Reputation: 23
After 24 hours of meaningless tries I don't have another word than "Help!" I have the dataframe contains 2 columns: 'uid' int, 'course_id' as a tuple of 2 or more other ids (int).
uid | course_id |
---|---|
1 | (1,2) |
2 | (1,2) |
3 | (1,3) |
4 | (1,2,3) |
5 | (2,3) |
A kind of this but with 13k of rows. Although original df where I have ungrouped lines uid-course_id. Like
uid | course_id |
---|---|
1 | 1 |
1 | 2 |
2 | 1 |
etc. I need another dataframe with all unique pairs of course_id and number of users that have these pairs in the second column. Like this but bigger (4k of rows):
pair | users |
---|---|
(1,2) | 3 |
(1,3) | 2 |
(2,3) | 2 |
I can make a column of all unique pairs but I have no idea how to count users. The closest function was
def user_count(pair):
total_users = df[
np.isin(df['course_id'], pair)
].groupby(
'uid', as_index=False
).filter(
lambda x: len(x)==2
).groupby(
'course_id', as_index=False
).count()['uid'][0]
return total_users
for original dataframe and in works when I give an exact tuple, but it doesn't work with df.apply(user_count). Is it easier to use the original df or filtered and combined to tuples? And how can I count all the users with every pair?
Upvotes: 2
Views: 67
Reputation: 71689
>>> df # original df
uid course_id
0 1 1
1 1 2
2 2 1
3 2 2
4 3 1
5 3 3
6 4 1
7 4 2
8 4 3
9 5 2
10 5 3
from itertools import combinations
onehot = pd.get_dummies(df['course_id'])\
.set_index(df['uid']).sum(level=0)
cnt = {}
for c in combinations(onehot, r=2):
cnt[c] = onehot[[*c]].ge(1).all(1).sum()
counts = pd.DataFrame(cnt.items(), columns=['pairs', 'count'])

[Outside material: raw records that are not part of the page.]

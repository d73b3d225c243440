//! Bounded-buffer stream copying.
//!
//! [`copy`] sizes its buffer from the source: a fully in-memory source is
//! drained in a single pass, anything else uses the larger of the caller's
//! hint and the bytes the source reports as immediately available. The
//! buffer never exceeds [`MAX_BUFFER_SIZE`].

use std::io::{self, Cursor, ErrorKind, Read, Write};

/// Buffer size used when neither the hint nor the source suggest one.
pub const DEFAULT_COPY_BUFFER_SIZE: usize = 4096;

/// Upper bound on the copy buffer, regardless of hints.
pub const MAX_BUFFER_SIZE: usize = 262_144;

/// A byte source that can describe how much data it holds.
pub trait CopySource: Read {
    /// Bytes that can be read without blocking.
    fn available(&self) -> usize {
        0
    }

    /// True when the whole remaining content is held in memory.
    fn is_buffered(&self) -> bool {
        false
    }
}

impl<T: AsRef<[u8]>> CopySource for Cursor<T> {
    fn available(&self) -> usize {
        let len = self.get_ref().as_ref().len() as u64;
        len.saturating_sub(self.position()) as usize
    }

    fn is_buffered(&self) -> bool {
        true
    }
}

impl CopySource for &[u8] {
    fn available(&self) -> usize {
        self.len()
    }

    fn is_buffered(&self) -> bool {
        true
    }
}

impl<S: CopySource + ?Sized> CopySource for Box<S> {
    fn available(&self) -> usize {
        (**self).available()
    }

    fn is_buffered(&self) -> bool {
        (**self).is_buffered()
    }
}

impl<S: CopySource + ?Sized> CopySource for &mut S {
    fn available(&self) -> usize {
        (**self).available()
    }

    fn is_buffered(&self) -> bool {
        (**self).is_buffered()
    }
}

/// Adapts any reader that cannot report its size.
#[derive(Debug)]
pub struct Streamed<R>(pub R);

impl<R: Read> Read for Streamed<R> {
    fn read(&mut self, buf: &mut [u8]) -> io::Result<usize> {
        self.0.read(buf)
    }
}

impl<R: Read> CopySource for Streamed<R> {}

/// Buffer size [`copy`] will use for `source` given `hint`.
pub fn effective_buffer_size<S: CopySource + ?Sized>(source: &S, hint: usize) -> usize {
    let size = if source.is_buffered() {
        source.available()
    } else {
        hint.max(source.available())
    };
    let size = if size == 0 {
        DEFAULT_COPY_BUFFER_SIZE
    } else {
        size
    };
    size.min(MAX_BUFFER_SIZE)
}

/// Copy `source` into `sink` until end of stream, returning the byte count.
///
/// With `flush_per_write` the sink is flushed after every write; otherwise
/// once at the end. Any read or write error aborts the copy.
pub fn copy<S, W>(
    source: &mut S,
    sink: &mut W,
    buffer_size_hint: usize,
    flush_per_write: bool,
) -> io::Result<u64>
where
    S: CopySource + ?Sized,
    W: Write + ?Sized,
{
    let mut buffer = vec![0u8; effective_buffer_size(source, buffer_size_hint)];
    pump(source, sink, &mut buffer, flush_per_write)
}

/// The copy loop over a caller-provided, non-empty buffer.
pub fn pump<R, W>(
    source: &mut R,
    sink: &mut W,
    buffer: &mut [u8],
    flush_per_write: bool,
) -> io::Result<u64>
where
    R: Read + ?Sized,
    W: Write + ?Sized,
{
    debug_assert!(!buffer.is_empty(), "copy buffer must not be empty");

    let mut total = 0u64;
    loop {
        let n = match source.read(buffer) {
            Ok(0) => break,
            Ok(n) => n,
            Err(e) if e.kind() == ErrorKind::Interrupted => continue,
            Err(e) => return Err(e),
        };
        sink.write_all(&buffer[..n])?;
        if flush_per_write {
            sink.flush()?;
        }
        total += n as u64;
    }

    if !flush_per_write {
        sink.flush()?;
    }
    Ok(total)
}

One hot encode the couse_id
column to create indicator variables for each unique value in course_id
, then reduce the encoded variables along axis=0
by taking sum
on level=0
>>> onehot
1 2 3
uid
1 1 1 0
2 1 1 0
3 1 0 1
4 1 1 1
5 0 1 1
Now iterate over all the pairs obtain from the combinations of unique values in course_id
column, and for each pair calculate the number of rows in the onehot encoded dataframe where these pairs are present
>>> cnt
{(1, 2): 3, (1, 3): 2, (2, 3): 2}
Now create a new dataframe from the above dictionary which contains the counts of unique users for every possible combination of values in course_id
>>> counts
pairs count
0 (1, 2) 3
1 (1, 3) 2
2 (2, 3) 2
Upvotes: 1
Reputation: 23217
Assuming you already have a column of all unique pairs, here is a way you can count users:
You can use .map()
and count number of items in pair
as subset of course_id
, as follows:
df2['users'] = df2['pair'].map(lambda x: len([y for y in df1['course_id'].values if set(x).issubset(y)]))
print(df2)
pair users
0 (1, 2) 3
1 (1, 3) 2
2 (2, 3) 2
One caveat of this solution maybe on the performance issue for large number of rows. I haven't tested it out yet. You may just try and see if it can fulfill your system performance consideration.
Upvotes: 0